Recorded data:
++++++
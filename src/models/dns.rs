// SPDX-License-Identifier: GPL-2.0-or-later

use hickory_resolver::proto::rr::RecordType;
use serde::Deserialize;

use crate::generators::PayloadSet;

/// DNS record types a template may query for.
#[derive(Debug, Clone, Copy, Default, PartialEq, Eq, Deserialize)]
#[serde(rename_all = "UPPERCASE")]
pub enum DnsRecordType {
    #[default]
    A,
    Aaaa,
    Cname,
    Ns,
    Txt,
    Soa,
    Ptr,
    Mx,
    Srv,
    Caa,
    Any,
}

impl From<DnsRecordType> for RecordType {
    fn from(value: DnsRecordType) -> Self {
        match value {
            DnsRecordType::A => RecordType::A,
            DnsRecordType::Aaaa => RecordType::AAAA,
            DnsRecordType::Cname => RecordType::CNAME,
            DnsRecordType::Ns => RecordType::NS,
            DnsRecordType::Txt => RecordType::TXT,
            DnsRecordType::Soa => RecordType::SOA,
            DnsRecordType::Ptr => RecordType::PTR,
            DnsRecordType::Mx => RecordType::MX,
            DnsRecordType::Srv => RecordType::SRV,
            DnsRecordType::Caa => RecordType::CAA,
            DnsRecordType::Any => RecordType::ANY,
        }
    }
}

/// A DNS protocol request template.
#[derive(Debug, Clone, Default, Deserialize)]
pub struct DnsRequest {
    /// Question name template, e.g. `{{FQDN}}`.
    pub name: String,
    #[serde(default, rename = "type")]
    pub record_type: DnsRecordType,
    /// Resolver override list; entries may contain template variables.
    #[serde(default)]
    pub resolvers: Vec<String>,
    /// Number of retries per query.
    #[serde(default = "default_retries")]
    pub retries: usize,
    /// Whether to ask for recursive resolution.
    #[serde(default = "default_recursion")]
    pub recursion: bool,
    /// Perform an iterative trace from the root servers.
    #[serde(default)]
    pub trace: bool,
    #[serde(default = "default_trace_max_recursion", rename = "trace-max-recursion")]
    pub trace_max_recursion: usize,
    /// Worker pool size for payload iteration.
    #[serde(default)]
    pub threads: usize,
    #[serde(default, flatten)]
    pub payloads: PayloadSet,
}

fn default_retries() -> usize {
    1
}

fn default_recursion() -> bool {
    true
}

fn default_trace_max_recursion() -> usize {
    32
}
++++++
> [PROBLEM STATEMENT]: A single figure is required: the number of lines in the entries above that include the word "serde".

> [TASK SOLUTION]: 10